-- Opening Marker --

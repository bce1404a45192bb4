// Player store: the canonical player records and their draft status.

use std::sync::Arc;

use chrono::Utc;
use rusqlite::{params, Connection, OptionalExtension, Row};
use tracing::{debug, info, warn};

use crate::db::Database;
use crate::error::{BoardError, Result};
use crate::model::{NewPlayer, Player, Position, ReplaceSummary};

const PLAYER_COLUMNS: &str =
    "id, name, position, team, projected_points, drafted, draft_price, drafted_by, drafted_at";

/// Owns the player set. Cloning is cheap and every clone shares the same
/// database.
#[derive(Clone)]
pub struct PlayerStore {
    db: Arc<Database>,
}

impl PlayerStore {
    pub fn new(db: Arc<Database>) -> Self {
        PlayerStore { db }
    }

    /// All players in ingest order.
    pub fn list(&self) -> Result<Vec<Player>> {
        let players = self.db.read(load_all)?;
        debug!("Listed {} players", players.len());
        Ok(players)
    }

    pub fn get(&self, player_id: i64) -> Result<Player> {
        self.db
            .read(|conn| find(conn, player_id))?
            .ok_or_else(|| BoardError::player_not_found(player_id))
    }

    /// Discard every player and insert `records` as the new, undrafted set.
    ///
    /// Records with a blank name, position or team are skipped and counted
    /// rather than failing the batch.
    pub fn replace_all(&self, records: &[NewPlayer]) -> Result<ReplaceSummary> {
        let summary = self.db.write(|tx| {
            let removed = tx.execute("DELETE FROM players", [])?;
            debug!("Removed {} previous players", removed);

            let mut summary = ReplaceSummary::default();
            let mut stmt = tx.prepare(
                "INSERT INTO players (name, position, team, projected_points)
                 VALUES (?1, ?2, ?3, ?4)",
            )?;

            for (idx, record) in records.iter().enumerate() {
                match validate(record) {
                    Ok(valid) => {
                        stmt.execute(params![
                            valid.name,
                            valid.position.code(),
                            valid.team,
                            valid.projected_points,
                        ])?;
                        summary.inserted += 1;
                    }
                    Err(reason) => {
                        warn!("skipping player row {}: {}", idx + 1, reason);
                        summary.skipped += 1;
                    }
                }
            }
            Ok(summary)
        })?;

        info!(
            "Replaced player set: {} inserted, {} skipped",
            summary.inserted, summary.skipped
        );
        Ok(summary)
    }

    /// Mark a player drafted by `team_id` at `price`.
    ///
    /// This performs no budget check; [`crate::draft::execute`] is the
    /// budget-aware entry point.
    pub fn mark_drafted(&self, player_id: i64, price: u32, team_id: i64) -> Result<Player> {
        let player = self.db.write(|tx| {
            ensure_draftable(tx, player_id)?;
            if !team_exists(tx, team_id)? {
                return Err(BoardError::team_not_found(team_id));
            }
            set_drafted(tx, player_id, price, team_id)
        })?;
        info!(
            "Player {} ({}) drafted by team {} for ${}",
            player.id, player.name, team_id, price
        );
        Ok(player)
    }

    /// Delete every player. Rosters empty as a consequence.
    pub fn clear_all(&self) -> Result<usize> {
        let removed = self
            .db
            .write(|tx| Ok(tx.execute("DELETE FROM players", [])?))?;
        info!("Cleared {} players", removed);
        Ok(removed)
    }
}

// ---------------------------------------------------------------------------
// Validation
// ---------------------------------------------------------------------------

struct ValidPlayer {
    name: String,
    position: Position,
    team: String,
    projected_points: Option<f64>,
}

fn validate(record: &NewPlayer) -> std::result::Result<ValidPlayer, String> {
    let name = record.name.trim();
    let position = record.position.trim();
    let team = record.team.trim();

    if name.is_empty() {
        return Err("missing name".into());
    }
    if position.is_empty() {
        return Err(format!("missing position for '{name}'"));
    }
    if team.is_empty() {
        return Err(format!("missing team for '{name}'"));
    }

    let projected_points = record
        .projected_points
        .filter(|p| p.is_finite() && *p >= 0.0);

    Ok(ValidPlayer {
        name: name.to_string(),
        position: Position::from_code(position),
        team: team.to_string(),
        projected_points,
    })
}

// ---------------------------------------------------------------------------
// Connection-level helpers shared with the team store and draft operation
// ---------------------------------------------------------------------------

pub(crate) fn player_from_row(row: &Row<'_>) -> rusqlite::Result<Player> {
    let position: String = row.get(2)?;
    Ok(Player {
        id: row.get(0)?,
        name: row.get(1)?,
        position: Position::from_code(&position),
        team: row.get(3)?,
        projected_points: row.get(4)?,
        drafted: row.get(5)?,
        draft_price: row.get(6)?,
        drafted_by: row.get(7)?,
        drafted_at: row.get(8)?,
    })
}

pub(crate) fn load_all(conn: &Connection) -> Result<Vec<Player>> {
    let mut stmt = conn.prepare(&format!("SELECT {PLAYER_COLUMNS} FROM players ORDER BY id"))?;
    let players = stmt
        .query_map([], player_from_row)?
        .collect::<std::result::Result<Vec<_>, _>>()?;
    Ok(players)
}

/// Every drafted player, ordered by id. Used to build rosters.
pub(crate) fn load_drafted(conn: &Connection) -> Result<Vec<Player>> {
    let mut stmt = conn.prepare(&format!(
        "SELECT {PLAYER_COLUMNS} FROM players WHERE drafted_by IS NOT NULL ORDER BY id"
    ))?;
    let players = stmt
        .query_map([], player_from_row)?
        .collect::<std::result::Result<Vec<_>, _>>()?;
    Ok(players)
}

/// Players drafted by one team, ordered by id.
pub(crate) fn load_roster(conn: &Connection, team_id: i64) -> Result<Vec<Player>> {
    let mut stmt = conn.prepare(&format!(
        "SELECT {PLAYER_COLUMNS} FROM players WHERE drafted_by = ?1 ORDER BY id"
    ))?;
    let players = stmt
        .query_map(params![team_id], player_from_row)?
        .collect::<std::result::Result<Vec<_>, _>>()?;
    Ok(players)
}

pub(crate) fn find(conn: &Connection, player_id: i64) -> Result<Option<Player>> {
    let player = conn
        .query_row(
            &format!("SELECT {PLAYER_COLUMNS} FROM players WHERE id = ?1"),
            params![player_id],
            player_from_row,
        )
        .optional()?;
    Ok(player)
}

/// Load a player that is still available, failing with `NotFound` or
/// `AlreadyDrafted` otherwise.
pub(crate) fn ensure_draftable(conn: &Connection, player_id: i64) -> Result<Player> {
    let player = find(conn, player_id)?.ok_or_else(|| BoardError::player_not_found(player_id))?;
    if player.drafted {
        warn!("Rejected re-draft of player {} ({})", player.id, player.name);
        return Err(BoardError::AlreadyDrafted { player_id });
    }
    Ok(player)
}

pub(crate) fn set_drafted(
    conn: &Connection,
    player_id: i64,
    price: u32,
    team_id: i64,
) -> Result<Player> {
    conn.execute(
        "UPDATE players
            SET drafted = 1, draft_price = ?1, drafted_by = ?2, drafted_at = ?3
          WHERE id = ?4 AND drafted = 0",
        params![price, team_id, Utc::now(), player_id],
    )?;
    find(conn, player_id)?.ok_or_else(|| BoardError::player_not_found(player_id))
}

/// Reset the draft fields of every drafted player. Returns how many changed.
pub(crate) fn undraft_all(conn: &Connection) -> Result<usize> {
    let changed = conn.execute(
        "UPDATE players
            SET drafted = 0, draft_price = NULL, drafted_by = NULL, drafted_at = NULL
          WHERE drafted = 1",
        [],
    )?;
    Ok(changed)
}

fn team_exists(conn: &Connection, team_id: i64) -> Result<bool> {
    let exists: bool = conn.query_row(
        "SELECT EXISTS(SELECT 1 FROM teams WHERE id = ?1)",
        params![team_id],
        |row| row.get(0),
    )?;
    Ok(exists)
}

-- Closing Marker --

▶ Problem details
The reply should consist of all the records, repeated exactly.

▶ Exercise result
repository bce1404a45192bb4
// Player store: the canonical player records and their draft status.

use std::sync::Arc;

use chrono::Utc;
use rusqlite::{params, Connection, OptionalExtension, Row};
use tracing::{debug, info, warn};

use crate::db::Database;
use crate::error::{BoardError, Result};
use crate::model::{NewPlayer, Player, Position, ReplaceSummary};

const PLAYER_COLUMNS: &str =
    "id, name, position, team, projected_points, drafted, draft_price, drafted_by, drafted_at";

/// Owns the player set. Cloning is cheap and every clone shares the same
/// database.
#[derive(Clone)]
pub struct PlayerStore {
    db: Arc<Database>,
}

impl PlayerStore {
    pub fn new(db: Arc<Database>) -> Self {
        PlayerStore { db }
    }

    /// All players in ingest order.
    pub fn list(&self) -> Result<Vec<Player>> {
        let players = self.db.read(load_all)?;
        debug!("Listed {} players", players.len());
        Ok(players)
    }

    pub fn get(&self, player_id: i64) -> Result<Player> {
        self.db
            .read(|conn| find(conn, player_id))?
            .ok_or_else(|| BoardError::player_not_found(player_id))
    }

    /// Discard every player and insert `records` as the new, undrafted set.
    ///
    /// Records with a blank name, position or team are skipped and counted
    /// rather than failing the batch.
    pub fn replace_all(&self, records: &[NewPlayer]) -> Result<ReplaceSummary> {
        let summary = self.db.write(|tx| {
            let removed = tx.execute("DELETE FROM players", [])?;
            debug!("Removed {} previous players", removed);

            let mut summary = ReplaceSummary::default();
            let mut stmt = tx.prepare(
                "INSERT INTO players (name, position, team, projected_points)
                 VALUES (?1, ?2, ?3, ?4)",
            )?;

            for (idx, record) in records.iter().enumerate() {
                match validate(record) {
                    Ok(valid) => {
                        stmt.execute(params![
                            valid.name,
                            valid.position.code(),
                            valid.team,
                            valid.projected_points,
                        ])?;
                        summary.inserted += 1;
                    }
                    Err(reason) => {
                        warn!("skipping player row {}: {}", idx + 1, reason);
                        summary.skipped += 1;
                    }
                }
            }
            Ok(summary)
        })?;

        info!(
            "Replaced player set: {} inserted, {} skipped",
            summary.inserted, summary.skipped
        );
        Ok(summary)
    }

    /// Mark a player drafted by `team_id` at `price`.
    ///
    /// This performs no budget check; [`crate::draft::execute`] is the
    /// budget-aware entry point.
    pub fn mark_drafted(&self, player_id: i64, price: u32, team_id: i64) -> Result<Player> {
        let player = self.db.write(|tx| {
            ensure_draftable(tx, player_id)?;
            if !team_exists(tx, team_id)? {
                return Err(BoardError::team_not_found(team_id));
            }
            set_drafted(tx, player_id, price, team_id)
        })?;
        info!(
            "Player {} ({}) drafted by team {} for ${}",
            player.id, player.name, team_id, price
        );
        Ok(player)
    }

    /// Delete every player. Rosters empty as a consequence.
    pub fn clear_all(&self) -> Result<usize> {
        let removed = self
            .db
            .write(|tx| Ok(tx.execute("DELETE FROM players", [])?))?;
        info!("Cleared {} players", removed);
        Ok(removed)
    }
}

// ---------------------------------------------------------------------------
// Validation
// ---------------------------------------------------------------------------

struct ValidPlayer {
    name: String,
    position: Position,
    team: String,
    projected_points: Option<f64>,
}

fn validate(record: &NewPlayer) -> std::result::Result<ValidPlayer, String> {
    let name = record.name.trim();
    let position = record.position.trim();
    let team = record.team.trim();

    if name.is_empty() {
        return Err("missing name".into());
    }
    if position.is_empty() {
        return Err(format!("missing position for '{name}'"));
    }
    if team.is_empty() {
        return Err(format!("missing team for '{name}'"));
    }

    let projected_points = record
        .projected_points
        .filter(|p| p.is_finite() && *p >= 0.0);

    Ok(ValidPlayer {
        name: name.to_string(),
        position: Position::from_code(position),
        team: team.to_string(),
        projected_points,
    })
}

// ---------------------------------------------------------------------------
// Connection-level helpers shared with the team store and draft operation
// ---------------------------------------------------------------------------

pub(crate) fn player_from_row(row: &Row<'_>) -> rusqlite::Result<Player> {
    let position: String = row.get(2)?;
    Ok(Player {
        id: row.get(0)?,
        name: row.get(1)?,
        position: Position::from_code(&position),
        team: row.get(3)?,
        projected_points: row.get(4)?,
        drafted: row.get(5)?,
        draft_price: row.get(6)?,
        drafted_by: row.get(7)?,
        drafted_at: row.get(8)?,
    })
}

pub(crate) fn load_all(conn: &Connection) -> Result<Vec<Player>> {
    let mut stmt = conn.prepare(&format!("SELECT {PLAYER_COLUMNS} FROM players ORDER BY id"))?;
    let players = stmt
        .query_map([], player_from_row)?
        .collect::<std::result::Result<Vec<_>, _>>()?;
    Ok(players)
}

/// Every drafted player, ordered by id. Used to build rosters.
pub(crate) fn load_drafted(conn: &Connection) -> Result<Vec<Player>> {
    let mut stmt = conn.prepare(&format!(
        "SELECT {PLAYER_COLUMNS} FROM players WHERE drafted_by IS NOT NULL ORDER BY id"
    ))?;
    let players = stmt
        .query_map([], player_from_row)?
        .collect::<std::result::Result<Vec<_>, _>>()?;
    Ok(players)
}

/// Players drafted by one team, ordered by id.
pub(crate) fn load_roster(conn: &Connection, team_id: i64) -> Result<Vec<Player>> {
    let mut stmt = conn.prepare(&format!(
        "SELECT {PLAYER_COLUMNS} FROM players WHERE drafted_by = ?1 ORDER BY id"
    ))?;
    let players = stmt
        .query_map(params![team_id], player_from_row)?
        .collect::<std::result::Result<Vec<_>, _>>()?;
    Ok(players)
}

pub(crate) fn find(conn: &Connection, player_id: i64) -> Result<Option<Player>> {
    let player = conn
        .query_row(
            &format!("SELECT {PLAYER_COLUMNS} FROM players WHERE id = ?1"),
            params![player_id],
            player_from_row,
        )
        .optional()?;
    Ok(player)
}

/// Load a player that is still available, failing with `NotFound` or
/// `AlreadyDrafted` otherwise.
pub(crate) fn ensure_draftable(conn: &Connection, player_id: i64) -> Result<Player> {
    let player = find(conn, player_id)?.ok_or_else(|| BoardError::player_not_found(player_id))?;
    if player.drafted {
        warn!("Rejected re-draft of player {} ({})", player.id, player.name);
        return Err(BoardError::AlreadyDrafted { player_id });
    }
    Ok(player)
}

pub(crate) fn set_drafted(
    conn: &Connection,
    player_id: i64,
    price: u32,
    team_id: i64,
) -> Result<Player> {
    conn.execute(
        "UPDATE players
            SET drafted = 1, draft_price = ?1, drafted_by = ?2, drafted_at = ?3
          WHERE id = ?4 AND drafted = 0",
        params![price, team_id, Utc::now(), player_id],
    )?;
    find(conn, player_id)?.ok_or_else(|| BoardError::player_not_found(player_id))
}

/// Reset the draft fields of every drafted player. Returns how many changed.
pub(crate) fn undraft_all(conn: &Connection) -> Result<usize> {
    let changed = conn.execute(
        "UPDATE players
            SET drafted = 0, draft_price = NULL, drafted_by = NULL, drafted_at = NULL
          WHERE drafted = 1",
        [],
    )?;
    Ok(changed)
}

fn team_exists(conn: &Connection, team_id: i64) -> Result<bool> {
    let exists: bool = conn.query_row(
        "SELECT EXISTS(SELECT 1 FROM teams WHERE id = ?1)",
        params![team_id],
        |row| row.get(0),
    )?;
    Ok(exists)
}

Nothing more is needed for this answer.